The mad scientist is at it again... Some of you remember me. Some of you have no idea who I am. I've been around for a while and since then I've dove the depths of AI in order to learn. I've expanded my knowledge into many fields of AI, advanced mathematics, advanced symbolic theory, and more.

What is a subject bucket?

Say you have 50 images all with a potato, and 25 of them are on a table.

You now have 2 buckets. ["potato", "table"]. It's much more complex than this, as each is grouped into trees of complexity and then collapsed or expanded based on what is what, what is where, and so on.
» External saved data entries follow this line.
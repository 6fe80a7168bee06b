//! Memory layout of (possibly non-contiguous) datatypes.
//!
//! A [`TypeLayout`] describes one instance of a datatype as a set of
//! primitive elements at byte displacements from the instance's logical
//! base, plus a lower/upper bound whose difference is the stride between
//! consecutive instances. [`TypeLayout::span`] answers the question the
//! staging layer cares about: how many bytes does a buffer of `count`
//! instances touch, and where does that range start relative to the
//! pointer the caller passed in.

use std::sync::Arc;

use crate::error::{AccelError, Result};
use crate::types::DataType;

/// Byte range touched by `count` instances of a datatype.
///
/// The range is `[base + gap, base + gap + bytes)` where `base` is the
/// logical buffer address handed to the reduction. A negative `gap` means
/// the first element lives below `base`.
#[derive(Debug, Clone, Copy, PartialEq, Eq, Hash, Default)]
pub struct Span {
    pub bytes: usize,
    pub gap: isize,
}

impl Span {
    pub fn is_empty(&self) -> bool {
        self.bytes == 0
    }
}

/// Layout of one datatype instance.
#[derive(Debug, Clone, PartialEq, Eq, Hash)]
pub struct TypeLayout {
    elem: DataType,
    displs: Arc<[isize]>,
    lb: isize,
    ub: isize,
}

impl TypeLayout {
    /// A single primitive element.
    pub fn contiguous(elem: DataType) -> Self {
        Self {
            elem,
            displs: Arc::from([0isize]),
            lb: 0,
            ub: elem.size_in_bytes() as isize,
        }
    }

    /// `blocks` blocks of `blocklen` elements, block starts `stride` elements apart.
    pub fn vector(elem: DataType, blocks: usize, blocklen: usize, stride: isize) -> Self {
        let esize = elem.size_in_bytes() as isize;
        let displs: Vec<isize> = (0..blocks as isize)
            .flat_map(|b| (0..blocklen as isize).map(move |j| (b * stride + j) * esize))
            .collect();
        Self::from_displacements(elem, displs)
    }

    /// Primitive elements at arbitrary byte displacements.
    pub fn indexed(elem: DataType, displs: &[isize]) -> Self {
        Self::from_displacements(elem, displs.to_vec())
    }

    fn from_displacements(elem: DataType, displs: Vec<isize>) -> Self {
        let esize = elem.size_in_bytes() as isize;
        let lb = displs.iter().copied().min().unwrap_or(0);
        let ub = displs.iter().map(|d| d + esize).max().unwrap_or(0);
        Self {
            elem,
            displs: displs.into(),
            lb,
            ub,
        }
    }

    /// Override the bounds, e.g. to give a type a negative lower bound or
    /// trailing padding.
    pub fn resized(self, lb: isize, extent: isize) -> Result<Self> {
        if extent <= 0 && !self.displs.is_empty() {
            return Err(AccelError::InvalidLayout(format!(
                "extent must be positive, got {extent}"
            )));
        }
        Ok(Self {
            lb,
            ub: lb + extent,
            ..self
        })
    }

    /// Primitive element type.
    pub fn elem(&self) -> DataType {
        self.elem
    }

    /// Bytes of actual data in one instance (holes excluded).
    pub fn size(&self) -> usize {
        self.displs.len() * self.elem.size_in_bytes()
    }

    /// Distance between consecutive instances.
    pub fn extent(&self) -> isize {
        self.ub - self.lb
    }

    pub fn lb(&self) -> isize {
        self.lb
    }

    /// Lowest byte actually holding data.
    pub fn true_lb(&self) -> isize {
        self.displs.iter().copied().min().unwrap_or(0)
    }

    /// One past the highest byte actually holding data.
    pub fn true_ub(&self) -> isize {
        let esize = self.elem.size_in_bytes() as isize;
        self.displs.iter().map(|d| d + esize).max().unwrap_or(0)
    }

    /// Number of primitive elements in `count` instances.
    pub fn num_elements(&self, count: usize) -> usize {
        self.displs.len() * count
    }

    /// Bytes touched by `count` instances and their offset from the logical base.
    pub fn span(&self, count: usize) -> Span {
        if count == 0 || self.size() == 0 {
            return Span::default();
        }
        let true_extent = self.true_ub() - self.true_lb();
        let bytes = true_extent + self.extent() * (count as isize - 1);
        Span {
            bytes: bytes as usize,
            gap: self.true_lb(),
        }
    }

    /// Byte offset from the logical base of every primitive element in
    /// `count` instances, in memory order of the type map.
    pub fn element_offsets(&self, count: usize) -> impl Iterator<Item = isize> + '_ {
        let extent = self.extent();
        (0..count as isize).flat_map(move |k| self.displs.iter().map(move |d| k * extent + d))
    }
}

impl From<DataType> for TypeLayout {
    fn from(elem: DataType) -> Self {
        Self::contiguous(elem)
    }
}
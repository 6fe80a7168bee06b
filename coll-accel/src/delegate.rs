//! Seams to the locality-unaware reduction implementations.
//!
//! The staging layer never combines data across ranks itself. It hands
//! host-addressable pointers to a [`CollectiveReducer`] (the collective
//! forms) or a [`LocalCombiner`] (the single-process form), both injected
//! when an [`AccelColl`](crate::AccelColl) is built.

use crate::datatype::TypeLayout;
use crate::error::Result;
use crate::types::{DataType, Rank, ReduceOp, SendBuf};

/// Membership of the calling process in a group of ranks.
pub trait Communicator: Send + Sync {
    /// This process's rank (0-indexed).
    fn rank(&self) -> Rank;

    /// Number of ranks in the group.
    fn world_size(&self) -> u32;
}

/// A collective reduction that only works on host memory.
///
/// Pointers are logical buffer bases: element `i` of the layout lives at
/// `ptr + offset_i`, where offsets come from
/// [`TypeLayout::element_offsets`]. Errors are returned to the caller of
/// the staging layer unchanged.
pub trait CollectiveReducer: Send + Sync {
    /// Combine `send` from every rank into `recv` on `root`.
    ///
    /// # Safety
    /// `send` (unless in-place) must be readable and, on `root`, `recv`
    /// writable over `layout.span(count)` relative to their bases.
    #[allow(clippy::too_many_arguments)]
    unsafe fn reduce(
        &self,
        send: SendBuf,
        recv: u64,
        count: usize,
        layout: &TypeLayout,
        op: ReduceOp,
        root: Rank,
        comm: &dyn Communicator,
    ) -> Result<()>;

    /// Combine `send` from every rank into `recv` on every rank.
    ///
    /// # Safety
    /// `send` (unless in-place) must be readable and `recv` writable over
    /// `layout.span(count)` relative to their bases.
    unsafe fn allreduce(
        &self,
        send: SendBuf,
        recv: u64,
        count: usize,
        layout: &TypeLayout,
        op: ReduceOp,
        comm: &dyn Communicator,
    ) -> Result<()>;
}

/// A single-process element-wise combine: `recv[i] = op(recv[i], send[i])`.
///
/// Has no failure mode. Implementations report what they cannot handle
/// through [`supports`](Self::supports), which is checked before any
/// buffer is touched.
pub trait LocalCombiner: Send + Sync {
    fn supports(&self, _dtype: DataType, _op: ReduceOp) -> bool {
        true
    }

    /// # Safety
    /// `send` (unless in-place) must be readable and `recv` writable over
    /// `layout.span(count)` relative to their bases.
    unsafe fn combine(
        &self,
        send: SendBuf,
        recv: u64,
        count: usize,
        layout: &TypeLayout,
        op: ReduceOp,
    );
}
By preparing the VLM system using my particular finetune of VLM, you get access to a simple converter or a simple prompter. It's not the best mind you, 0.8b isn't very smart and the training is limited to mostly what the model already knew, but it definitely works.

Why?

It PROVIDES a DIRECT anchor to a topic. Something MOST diffusion models lack. You don't have to take my word for it, play with the prototypes.

The current prototypes

https://civitai.red/models/2639332/bigliminal-json

Even without subject bucketing the model manages to retain Anima control using the bigliminal dataset for 4-5 epochs, roughly 1000 images JSON trained.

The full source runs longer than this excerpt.